# Question on Leica



## marmisto (Jan 1, 2009)

This is a general one: Just bought a Digilux 2 off the evilbay, seems all good but the lens sort of rocks slightly - doesn't seem to affect anything but wondered whether this is okay, or a developing fault?

Any opinions before I commit to keeping it?

Thanks

Chris


----------



## Raptor (May 1, 2010)

A quick google of "Leica digilux 2 faults" only brings up a issue with sensor failure, nothing that I could see about "lens wobble".


----------



## relaxer7 (Feb 18, 2016)

I'd hazard a guess that a wobbly lens isn't a design feature...


----------



## vinn (Jun 14, 2015)

does that model have interchangable lens? if you are lucky, it would accept older leica lenses. vinn


----------



## Raptor (May 1, 2010)

relaxer7 said:


> I'd hazard a guess that a wobbly lens isn't a design feature...


 To be fair "wobbly" was the term I used.
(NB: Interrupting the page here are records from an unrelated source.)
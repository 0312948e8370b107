use std::sync::Arc;

use alloy_primitives::Address;
use async_trait::async_trait;

use crate::abi::{DSProxy, ProxyRegistry};
use crate::config::roles;
use crate::container::{Service, ServiceHandle, ServiceManager};
use crate::error::{Error, Result};
use crate::services::accounts::AccountsService;
use crate::services::addresses;
use crate::services::smart_contract::SmartContractService;
use crate::services::transaction::TxOptions;

/// Looks up and creates the DSProxy owned by the current account.
pub struct DsProxyService {
    manager: ServiceManager,
}

impl DsProxyService {
    pub fn new() -> Self {
        Self {
            manager: ServiceManager::new(roles::PROXY)
                .dependency(roles::SMART_CONTRACT)
                .dependency(roles::ACCOUNTS),
        }
    }

    fn contracts(&self) -> Result<Arc<SmartContractService>> {
        self.manager.get::<SmartContractService>(roles::SMART_CONTRACT)
    }

    /// The registry's proxy for `owner`; a zero address means none was built.
    pub async fn proxy_of(&self, owner: Address) -> Result<Option<Address>> {
        let proxy = self
            .contracts()?
            .contract_by_name(addresses::PROXY_REGISTRY)?
            .call(&ProxyRegistry::proxiesCall { owner })
            .await?
            .proxy;
        Ok((proxy != Address::ZERO).then_some(proxy))
    }

    pub async fn current_proxy(&self) -> Result<Option<Address>> {
        let owner = self
            .manager
            .get::<AccountsService>(roles::ACCOUNTS)?
            .current_address()?;
        self.proxy_of(owner).await
    }

    /// Build a proxy for the current account through the registry.
    pub async fn build(&self) -> Result<Address> {
        let tx = self
            .contracts()?
            .contract_by_name(addresses::PROXY_REGISTRY)?
            .send(&ProxyRegistry::buildCall {}, TxOptions::default())
            .await?;
        let receipt = tx.mined().await?;
        let proxy = self.current_proxy().await?.ok_or_else(|| Error::MissingEvent {
            event: "ProxyRegistry.proxies".to_string(),
            hash: receipt.transaction_hash.to_string(),
        })?;
        tracing::info!(%proxy, "built DSProxy");
        Ok(proxy)
    }

    pub async fn ensure_proxy(&self) -> Result<Address> {
        match self.current_proxy().await? {
            Some(proxy) => Ok(proxy),
            None => self.build().await,
        }
    }

    pub async fn get_owner(&self, proxy: Address) -> Result<Address> {
        self.contracts()?
            .contract_at(addresses::DS_PROXY, proxy)?
            .call(&DSProxy::ownerCall {})
            .await
            .map(|ret| ret.owner)
    }
}

impl Default for DsProxyService {
    fn default() -> Self {
        Self::new()
    }
}

#[async_trait]
impl Service for DsProxyService {
    fn manager(&self) -> &ServiceManager {
        &self.manager
    }

    fn into_handle(self: Arc<Self>) -> ServiceHandle {
        self
    }
}
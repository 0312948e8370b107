pub mod accounts;
pub mod addresses;
pub mod cdp;
pub mod event;
pub mod price;
pub mod proxy;
pub mod smart_contract;
pub mod token;
pub mod transaction;
pub mod web3;

pub use accounts::AccountsService;
pub use cdp::EthereumCdpService;
pub use event::EventService;
pub use price::PriceService;
pub use proxy::DsProxyService;
pub use smart_contract::{Contract, SmartContractService};
pub use token::{Token, TokenService};
pub use transaction::{TransactionManager, TransactionObject, TxOptions};
pub use web3::Web3Service;
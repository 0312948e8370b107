use std::sync::Arc;

use crate::config::{MakerConfig, ServiceDefinition};
use crate::container::{Container, Service};
use crate::error::{Error, Result};
use crate::exchanges::OasisDirectService;
use crate::rpc::{HttpTransport, Transport};
use crate::services::accounts::AccountsService;
use crate::services::cdp::EthereumCdpService;
use crate::services::event::EventService;
use crate::services::price::PriceService;
use crate::services::proxy::DsProxyService;
use crate::services::smart_contract::SmartContractService;
use crate::services::token::TokenService;
use crate::services::transaction::TransactionManager;
use crate::services::web3::Web3Service;

const IMPLEMENTATIONS: &[&str] = &[
    "EventService",
    "Web3Service",
    "AccountsService",
    "SmartContractService",
    "TransactionManager",
    "TokenService",
    "PriceService",
    "EthereumCdpService",
    "DsProxyService",
    "OasisDirectService",
];

/// Builds a [`Container`] from a resolved configuration.
pub struct DefaultServiceProvider {
    config: MakerConfig,
    transport: Option<Arc<dyn Transport>>,
}

impl DefaultServiceProvider {
    pub fn new(config: MakerConfig) -> Self {
        Self {
            config,
            transport: None,
        }
    }

    /// Use this transport instead of an HTTP client for the configured url.
    pub fn with_transport(mut self, transport: Arc<dyn Transport>) -> Self {
        self.transport = Some(transport);
        self
    }

    pub fn supports(implementation: &str) -> bool {
        IMPLEMENTATIONS.contains(&implementation)
    }

    pub fn config(&self) -> &MakerConfig {
        &self.config
    }

    fn transport(&self) -> Result<Arc<dyn Transport>> {
        match &self.transport {
            Some(transport) => Ok(Arc::clone(transport)),
            None => Ok(Arc::new(HttpTransport::new(&self.config.url, self.config.rpc.clone())?)),
        }
    }

    fn create(&self, definition: &ServiceDefinition, transport: &Arc<dyn Transport>) -> Result<Arc<dyn Service>> {
        let config = &self.config;
        let service: Arc<dyn Service> = match definition.implementation.as_str() {
            "EventService" => Arc::new(EventService::new()),
            "Web3Service" => Arc::new(Web3Service::new(Arc::clone(transport), config.network_id)),
            "AccountsService" => Arc::new(AccountsService::new(config.account)),
            "SmartContractService" => Arc::new(SmartContractService::new(
                config.addresses.clone(),
                config.addresses_file.clone(),
            )),
            "TransactionManager" => Arc::new(TransactionManager::new(config.transactions.clone())),
            "TokenService" => Arc::new(TokenService::new()),
            "PriceService" => Arc::new(PriceService::new()),
            "EthereumCdpService" => Arc::new(EthereumCdpService::new()),
            "DsProxyService" => Arc::new(DsProxyService::new()),
            "OasisDirectService" => Arc::new(OasisDirectService::new(definition.settings.clone())),
            other => {
                return Err(Error::UnknownImplementation {
                    role: definition.role.clone(),
                    implementation: other.to_string(),
                })
            }
        };

        let provides = service.manager().name();
        if provides != definition.role {
            return Err(Error::config(format!(
                "{} provides '{}', not '{}'",
                definition.implementation, provides, definition.role
            )));
        }
        Ok(service)
    }

    pub fn build_container(&self) -> Result<Container> {
        let transport = self.transport()?;
        let mut container = Container::new();
        for definition in &self.config.services {
            tracing::debug!(
                role = %definition.role,
                implementation = %definition.implementation,
                "registering service"
            );
            container.register(self.create(definition, &transport)?)?;
        }
        container.inject_dependencies()?;
        Ok(container)
    }
}
/// Calldata for a sell entry point. `factory` is only used by `createAnd…`.
pub fn encode_sell(method: &str, params: &SellParams, factory: Address) -> Result<Vec<u8>> {
    let pay_amount = || {
        params
            .pay_amount
            .ok_or_else(|| Error::abi(format!("{} needs a pay amount", method)))
    };
    let data = match method {
        "sellAllAmount" => OasisDirectProxy::sellAllAmountCall {
            otc: params.otc,
            pay_token: params.pay_token,
            pay_amt: pay_amount()?,
            buy_token: params.buy_token,
            min_buy_amt: params.min_buy_amount,
        }
        .abi_encode(),
        "sellAllAmountPayEth" => OasisDirectProxy::sellAllAmountPayEthCall {
            otc: params.otc,
            weth_token: params.pay_token,
            buy_token: params.buy_token,
            min_buy_amt: params.min_buy_amount,
        }
        .abi_encode(),
        "sellAllAmountBuyEth" => OasisDirectProxy::sellAllAmountBuyEthCall {
            otc: params.otc,
            pay_token: params.pay_token,
            pay_amt: pay_amount()?,
            weth_token: params.buy_token,
            min_buy_amt: params.min_buy_amount,
        }
        .abi_encode(),
        // The creation contract wraps into its own WETH.
        "createAndSellAllAmountPayEth" => ProxyCreationAndExecute::createAndSellAllAmountPayEthCall {
            factory,
            otc: params.otc,
            buy_token: params.buy_token,
            min_buy_amt: params.min_buy_amount,
        }
        .abi_encode(),
        _ => return Err(unknown_method(method)),
    };
    Ok(data)
}

/// Calldata for a buy entry point. Paying with ETH sends the limit as
/// value rather than as an argument.
pub fn encode_buy(method: &str, params: &BuyParams, factory: Address) -> Result<Vec<u8>> {
    let data = match method {
        "buyAllAmount" => OasisDirectProxy::buyAllAmountCall {
            otc: params.otc,
            buy_token: params.buy_token,
            buy_amt: params.buy_amount,
            pay_token: params.pay_token,
            max_pay_amt: params.max_pay_amount,
        }
        .abi_encode(),
        "buyAllAmountPayEth" => OasisDirectProxy::buyAllAmountPayEthCall {
            otc: params.otc,
            buy_token: params.buy_token,
            buy_amt: params.buy_amount,
            weth_token: params.pay_token,
        }
        .abi_encode(),
        "buyAllAmountBuyEth" => OasisDirectProxy::buyAllAmountBuyEthCall {
            otc: params.otc,
            weth_token: params.buy_token,
            weth_amt: params.buy_amount,
            pay_token: params.pay_token,
            max_pay_amt: params.max_pay_amount,
        }
        .abi_encode(),
        "createAndBuyAllAmountPayEth" => ProxyCreationAndExecute::createAndBuyAllAmountPayEthCall {
            factory,
            otc: params.otc,
            buy_token: params.buy_token,
            buy_amt: params.buy_amount,
        }
        .abi_encode(),
        _ => return Err(unknown_method(method)),
    };
    Ok(data)
}

/// `value * bps / 10_000`, failing instead of wrapping.
fn scale_bps(value: U256, bps: u64, operation: &str) -> Result<U256> {
    value
        .checked_mul(U256::from(bps))
        .map(|scaled| scaled / U256::from(BPS))
        .ok_or_else(|| Error::Overflow {
            operation: operation.to_string(),
        })
}

fn is_create(method: &str) -> bool {
    method.starts_with("create")
}

fn capitalize(method: &str) -> String {
    let mut chars = method.chars();
    match chars.next() {
        Some(first) => first.to_uppercase().chain(chars).collect(),
        None => String::new(),
    }
}

fn slippage_bps(manager: &ServiceManager) -> u64 {
    let slippage = manager
        .setting("slippage")
        .and_then(Value::as_f64)
        .unwrap_or(DEFAULT_SLIPPAGE);
    (slippage.clamp(0.0, 1.0) * BPS as f64).round() as u64
}

/// Transaction options for an OasisDirect call.
#[derive(Debug, Clone, PartialEq)]
pub struct OasisOptions {
    /// ETH attached to the call; only set when paying with ETH.
    pub value: Option<U256>,
    pub otc: Address,
    /// Execute through the user's DSProxy. False for `createAnd…` calls,
    /// which build the proxy in the same transaction.
    pub ds_proxy: bool,
}

#[derive(Debug, Clone, PartialEq)]
struct Quote {
    first: String,
    second: String,
    amount: U256,
    result: Currency,
}

impl Quote {
    fn matches(&self, first: &str, second: &str, amount: U256) -> bool {
        self.first == first && self.second == second && self.amount == amount
    }
}

/// Swaps through the OasisDirect proxy library against the OTC order book.
pub struct OasisDirectService {
    manager: ServiceManager,
    slippage_bps: u64,
    last_buy: Mutex<Option<Quote>>,
    last_pay: Mutex<Option<Quote>>,
}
I suspect it's a fixed lens with a zoom function and there is possibly a little lateral play between the barrels. It's kind of hard to say wether it's right or wrong unless you are holding it and can see how much "play" is involved.

Marm, is there a camera shop near you where you could check a used one to see if it has the same thing. When I worked at Jessops we could get used equipment transferred between branches so might be a option to try.


----------



## vinn (Jun 14, 2015)

let us know the answer to your lense problem


----------